Earlier this year we at MartinJenkins supported ATEED to research Auckland’s future skills needs.

This is my area of expertise as well as something I’m passionate about, but there’s already so much information about the future of work, at first, I wasn’t sure what more we could say that had not been said before. All you need to do is google ‘future skills’ and you’ll find hundreds of articles quoting McKinsey, the World Economic Forum, BCG and more. 

While research suggests more jobs will be created than lost through automation, the technical skills required for the new roles will be quite different from the old. This means that potentially 800 million people currently employed may not employed in the same jobs in the future, without significant upskilling that may or may not be possible.

  
Projecting the probable 

I discovered that many of these predictions are based on a model created by Frey and Osbourne that focuses on the share of employment that can potentially be substituted by technology over an unspecified number of years. This model doesn’t account for many of the factors that influence the actual rate of adoption.   

So, while those big predictions are all possible, how likely, and in what time frame, are they to be realised? And what does this mean for Auckland?  

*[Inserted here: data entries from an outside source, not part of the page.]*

//! Persistent storage for routing statistics
//!
//! The Decision Store is written as a single JSON document:
//!
//! ```text
//! {
//!   "analytical": { "table_rag": { "pulls": 3, "total_reward": 2.4 }, ... },
//!   ...
//! }
//! ```
//!
//! Saves go through a temporary sibling file and a rename, so a crash mid-write
//! leaves the previous snapshot intact.

use std::collections::BTreeMap;
use std::path::{Path, PathBuf};

use tracing::{debug, info, warn};

use super::bandit::ArmTable;
use super::types::{ArmStats, Category};
use crate::error::{Error, Result};

/// Default snapshot file name inside the data directory
pub const BANDIT_STATE_FILE: &str = "bandit_state.json";

type RawSnapshot = BTreeMap<String, BTreeMap<String, ArmStats>>;

/// Store for persisting routing statistics
#[derive(Debug, Clone)]
pub struct RoutingStore {
    path: PathBuf,
}

impl RoutingStore {
    /// Create a store backed by the given snapshot file
    pub fn new(path: impl Into<PathBuf>) -> Self {
        Self { path: path.into() }
    }

    /// Create a store using the default file name inside `data_dir`
    pub fn in_dir(data_dir: &Path) -> Self {
        Self::new(data_dir.join(BANDIT_STATE_FILE))
    }

    pub fn path(&self) -> &Path {
        &self.path
    }

    /// Load the persisted snapshot
    ///
    /// Returns `Ok(None)` when nothing has been saved yet. Categories that no
    /// longer exist are skipped with a warning; a file that does not parse at
    /// all is an error so the caller can decide how to recover.
    pub async fn load(&self) -> Result<Option<ArmTable>> {
        let contents = match tokio::fs::read_to_string(&self.path).await {
            Ok(contents) => contents,
            Err(e) if e.kind() == std::io::ErrorKind::NotFound => return Ok(None),
            Err(e) => return Err(Error::Io(e)),
        };

        let raw: RawSnapshot = serde_json::from_str(&contents)?;
        let mut table = ArmTable::new();
        for (category, handlers) in raw {
            match category.parse::<Category>() {
                Ok(category) => {
                    table.insert(category, handlers);
                }
                Err(_) => {
                    warn!(category = %category, path = %self.path.display(), "Skipping unknown category in routing snapshot");
                }
            }
        }

        debug!(
            path = %self.path.display(),
            categories = table.len(),
            "Loaded routing statistics"
        );
        Ok(Some(table))
    }

    /// Save the whole table, replacing the previous snapshot
    pub async fn save(&self, table: &ArmTable) -> Result<()> {
        if let Some(parent) = self.path.parent().filter(|p| !p.as_os_str().is_empty()) {
            tokio::fs::create_dir_all(parent)
                .await
                .map_err(|e| persistence_error(&self.path, e))?;
        }

        let contents = serde_json::to_vec_pretty(table)?;
        let tmp = self.path.with_extension("json.tmp");
        tokio::fs::write(&tmp, contents)
            .await
            .map_err(|e| persistence_error(&tmp, e))?;
        tokio::fs::rename(&tmp, &self.path)
            .await
            .map_err(|e| persistence_error(&self.path, e))?;

        debug!(path = %self.path.display(), "Saved routing statistics");
        Ok(())
    }

    /// Remove the snapshot file. Returns whether one existed.
    pub async fn clear(&self) -> Result<bool> {
        match tokio::fs::remove_file(&self.path).await {
            Ok(()) => {
                info!(path = %self.path.display(), "Cleared routing statistics");
                Ok(true)
            }
            Err(e) if e.kind() == std::io::ErrorKind::NotFound => Ok(false),
            Err(e) => Err(persistence_error(&self.path, e)),
        }
    }
}

fn persistence_error(path: &Path, e: std::io::Error) -> Error {
    Error::PersistenceFailure(format!("{}: {}", path.display(), e))
}

/// Summary of a routing table
#[derive(Debug, Clone, PartialEq)]
pub struct RoutingStoreSummary {
    /// Number of categories with at least one arm
    pub category_count: usize,
    /// Number of distinct handlers
    pub handler_count: usize,
    /// Total pulls across every arm
    pub total_pulls: u64,
    /// Total reward across every arm
    pub total_reward: f64,
}

impl RoutingStoreSummary {
    pub fn from_table(table: &ArmTable) -> Self {
        let mut handlers = std::collections::BTreeSet::new();
        let mut total_pulls = 0;
        let mut total_reward = 0.0;
        for arms in table.values() {
            for (handler, stats) in arms {
                handlers.insert(handler.as_str());
                total_pulls += stats.pulls;
                total_reward += stats.total_reward;
            }
        }
        Self {
            category_count: table.values().filter(|m| !m.is_empty()).count(),
            handler_count: handlers.len(),
            total_pulls,
            total_reward,
        }
    }

    /// Overall average reward per pull
    pub fn average_reward(&self) -> f64 {
        if self.total_pulls == 0 {
            return 0.0;
        }
        self.total_reward / self.total_pulls as f64
    }
}

#[cfg(test)]
mod tests {
    use super::*;
    use tempfile::{TempDir, tempdir};

    fn create_test_store() -> (RoutingStore, TempDir) {
        let dir = tempdir().unwrap();
        let store = RoutingStore::in_dir(dir.path());
        (store, dir)
    }

    fn sample_table() -> ArmTable {
        let mut table = ArmTable::new();
        let analytical = table.entry(Category::Analytical).or_default();
        analytical.insert("table_rag".into(), ArmStats::new(3, 2.4));
        analytical.insert("naive_rag".into(), ArmStats::new(1, 0.5));
        table
            .entry(Category::Vague)
            .or_default()
            .insert("hyde_rag".into(), ArmStats::new(5, 3.0));
        table
    }

    #[tokio::test]
    async fn test_load_missing_returns_none() {
        let (store, _temp) = create_test_store();
        assert!(store.load().await.unwrap().is_none());
    }

    #[tokio::test]
    async fn test_save_and_load() {
        let (store, _temp) = create_test_store();
        let table = sample_table();
        store.save(&table).await.unwrap();

        let loaded = store.load().await.unwrap().unwrap();
        assert_eq!(loaded, table);
    }

    #[tokio::test]
    async fn test_layout_is_category_then_handler() {
        let (store, _temp) = create_test_store();
        store.save(&sample_table()).await.unwrap();

        let raw: serde_json::Value =
            serde_json::from_str(&std::fs::read_to_string(store.path()).unwrap()).unwrap();
        assert_eq!(raw["analytical"]["table_rag"]["pulls"], 3);
        assert_eq!(raw["vague"]["hyde_rag"]["total_reward"], 3.0);
    }

    #[tokio::test]
    async fn test_unknown_category_is_skipped() {
        let (store, _temp) = create_test_store();
        std::fs::write(
            store.path(),
            r#"{"factual": {"naive_rag": {"pulls": 2, "total_reward": 1.0}},
                "astrology": {"naive_rag": {"pulls": 2, "total_reward": 1.0}}}"#,
        )
        .unwrap();

        let loaded = store.load().await.unwrap().unwrap();
        assert_eq!(loaded.len(), 1);
        assert!(loaded.contains_key(&Category::Factual));
    }

    #[tokio::test]
    async fn test_corrupt_file_is_an_error() {
        let (store, _temp) = create_test_store();
        std::fs::write(store.path(), "{not json").unwrap();
        assert!(matches!(
            store.load().await.unwrap_err(),
            Error::Serialization(_)
        ));
    }

    #[tokio::test]
    async fn test_clear() {
        let (store, _temp) = create_test_store();
        assert!(!store.clear().await.unwrap());
        store.save(&sample_table()).await.unwrap();
        assert!(store.clear().await.unwrap());
        assert!(store.load().await.unwrap().is_none());
    }

    #[test]
    fn test_summary() {
        let summary = RoutingStoreSummary::from_table(&sample_table());
        assert_eq!(summary.category_count, 2);
        assert_eq!(summary.handler_count, 3);
        assert_eq!(summary.total_pulls, 9);
        assert!((summary.average_reward() - 5.9 / 9.0).abs() < 1e-9);
    }
}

One part of the research I did was talking to employers in big and small organisations, across different industries and different locations across Auckland, to understand their reality. And what I heard was quite different from what I had read.  

While a few employers are thinking about how they can use technology to streamline processes, very few are adopting technology at the rates predicted. When I asked why, I learned that there were three main things getting in their way.

 
Barriers to taking up new technology 

The first is a lack of understanding about what technology is out there and how it could help. Lots of the talk is about artificial intelligence, virtual reality and robotics, and this can feel very remote from the day-to-day work of real Auckland businesses. They are more focused on their organisation’s operations and they don’t have time to investigate new ways of working. 

The second barrier was the cost of new technology. While mass production is bringing this down, the cost of investing in new equipment is still significant for most organisations. Capital investments are often on a multi-year cycle and businesses are waiting till they are ready to upgrade before looking to buy new technology.  

Coupled with that is the need to ensure that systems and equipment can talk to each other, which means that investing in piecemeal upgrades may in fact not be the best idea. Forget the Internet of Things – many businesses are just trying to share data within their organisations.

 
The surprising one 

Now you may be thinking that those two barriers – understanding and cost – are both pretty predictable. I imagine they are barriers for many organisations worldwide. But there was a third barrier that surprised me – and this may make New Zealand a little different.  

Many employers I spoke to, both big and small, made clear that their desire to care for their people is a major factor in them opting not to adopt new technology now. I heard things like ‘Why would I automate that when X is doing such a good job?’ – or ‘When Y retires then I might look at doing things differently.’  

While this is great for our people at the moment, increased competition from overseas may mean that our inefficiencies lead to us becoming irrelevant. This may lead to not just X and Y losing their jobs, but thousands of others too.

 
How to improve productivity 

This slow adoption of technology is one of the reasons New Zealand’s labour productivity rates are well below OECD averages, and why this has continued to drop for the past 10 years since the GFC. The Productivity Commission predicts that if this trend continues, then in 40 years the New Zealand economy might be 18 per cent smaller than it would be otherwise.   

Embracing new technologies is key to improving productivity. If the take-up of new tech is implemented well, organisations will be able to produce goods faster, better and more cheaply, and remain competitive. In a world where globalisation breaks down barriers to trade, this is becoming essential. No longer can New Zealand choose to do things differently, safe in our own wee market, away from the global giants of Europe, Asia and America.   

It’s imperative, Auckland, that we keep our eyes on the prize and invest in our future, or there may not be a future to invest in. The much talked about ‘Future of Work’ is not something that will just happen – it’s up to us to shape it into something we want to be a part of.